//! Lag, rolling and calendar features.
//!
//! Every derived value at grid position `t` is computed from the slice
//! `values[..t]`, i.e. strictly earlier hours of the same station. The
//! rolling statistics therefore see the lag-1-shifted series, and no
//! feature can observe the row's own value or anything after it.

use crate::logging::{self, Stage};
use crate::model::{FeatureRow, FeatureTable, MergedSeries, Pollutant, StationMetadata};
use chrono::{Datelike, Timelike};
use rayon::prelude::*;

/// Lag offsets in hours.
pub const LAGS: [usize; 5] = [1, 2, 3, 24, 48];

/// Rolling window lengths in hours.
pub const WINDOWS: [usize; 3] = [3, 6, 24];

/// Names of the derived columns, in `FeatureRow::derived` order.
pub fn derived_columns() -> Vec<String> {
    let mut cols = Vec::new();
    for pollutant in Pollutant::ALL {
        let name = pollutant.column();
        for k in LAGS {
            cols.push(format!("{}_lag_{}", name, k));
        }
        for w in WINDOWS {
            cols.push(format!("{}_roll_mean_{}", name, w));
            cols.push(format!("{}_roll_std_{}", name, w));
        }
    }
    cols
}

// ---------------------------------------------------------------------------
// Past-only statistics
// ---------------------------------------------------------------------------

/// Value `k` steps before the end of `past`.
pub fn lag(past: &[Option<f64>], k: usize) -> Option<f64> {
    past.len().checked_sub(k).and_then(|i| past[i])
}

/// The last `w` values of `past`, if there are `w` and all are defined.
fn window(past: &[Option<f64>], w: usize) -> Option<Vec<f64>> {
    let start = past.len().checked_sub(w)?;
    past[start..].iter().copied().collect()
}

/// Mean of the last `w` values of `past`.
pub fn rolling_mean(past: &[Option<f64>], w: usize) -> Option<f64> {
    let win = window(past, w)?;
    if win.is_empty() {
        return None;
    }
    Some(win.iter().sum::<f64>() / win.len() as f64)
}

/// Sample standard deviation of the last `w` values of `past`.
pub fn rolling_std(past: &[Option<f64>], w: usize) -> Option<f64> {
    let win = window(past, w)?;
    if win.len() < 2 {
        return None;
    }
    let mean = win.iter().sum::<f64>() / win.len() as f64;
    let ss: f64 = win.iter().map(|x| (x - mean).powi(2)).sum();
    Some((ss / (win.len() - 1) as f64).sqrt())
}

fn derived_at(past10: &[Option<f64>], past25: &[Option<f64>]) -> Vec<Option<f64>> {
    let mut out = Vec::with_capacity(2 * (LAGS.len() + 2 * WINDOWS.len()));
    for past in [past10, past25] {
        for k in LAGS {
            out.push(lag(past, k));
        }
        for w in WINDOWS {
            out.push(rolling_mean(past, w));
            out.push(rolling_std(past, w));
        }
    }
    out
}

// ---------------------------------------------------------------------------
// Table construction
// ---------------------------------------------------------------------------

/// Feature rows for one station, in timestamp order.
pub fn station_features(series: &MergedSeries) -> Vec<FeatureRow> {
    (0..series.len())
        .map(|t| {
            let timestamp = series.timestamp_at(t);
            FeatureRow {
                station: series.station.clone(),
                timestamp,
                pm10: series.pm10[t],
                pm25: series.pm25[t],
                hour: timestamp.hour(),
                day_of_week: timestamp.weekday().num_days_from_monday(),
                month: timestamp.month(),
                derived: derived_at(&series.pm10[..t], &series.pm25[..t]),
            }
        })
        .collect()
}

/// Builds the feature table for all merged stations.
pub fn build_features(merged: &[MergedSeries]) -> FeatureTable {
    let per_station: Vec<Vec<FeatureRow>> = merged.par_iter().map(station_features).collect();

    let mut metadata = StationMetadata::new();
    for series in merged {
        if let Some(meta) = &series.meta {
            metadata.insert(series.station.clone(), meta.clone());
        }
    }

    let mut rows = Vec::with_capacity(per_station.iter().map(|r| r.len()).sum());
    let mut station_ranges = Vec::with_capacity(per_station.len());
    for (series, station_rows) in merged.iter().zip(per_station) {
        let begin = rows.len();
        rows.extend(station_rows);
        station_ranges.push((series.station.clone(), begin..rows.len()));
    }

    logging::info(
        Stage::Features,
        None,
        &format!(
            "{} feature rows across {} stations",
            rows.len(),
            station_ranges.len()
        ),
    );

    FeatureTable {
        derived_columns: derived_columns(),
        rows,
        station_ranges,
        metadata,
    }
}

// ---------------------------------------------------------------------------
// Tests
// ---------------------------------------------------------------------------
//! Air-quality forecasting data pipeline.
//!
//! Reads per-station wide hourly PM10 and PM2.5 tables, regularizes every
//! station onto a gap-free hourly grid, derives leakage-free lag and rolling
//! features, and emits chronologically split supervised matrices for a
//! one-hour-ahead multi-output regressor.

pub mod config;
pub mod features;
pub mod forecast;
pub mod ingest;
pub mod logging;
pub mod matrix;
pub mod merge;
pub mod model;
pub mod normalize;
pub mod pipeline;
pub mod report;
pub mod reshape;
pub mod schema;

▶ _TASK_
Show each line of the material above where "Option" occurs.

▶ _WRITTEN RESPONSE_
pub fn lag(past: &[Option<f64>], k: usize) -> Option<f64> {
fn window(past: &[Option<f64>], w: usize) -> Option<Vec<f64>> {
pub fn rolling_mean(past: &[Option<f64>], w: usize) -> Option<f64> {
pub fn rolling_std(past: &[Option<f64>], w: usize) -> Option<f64> {
fn derived_at(past10: &[Option<f64>], past25: &[Option<f64>]) -> Vec<Option<f64>> {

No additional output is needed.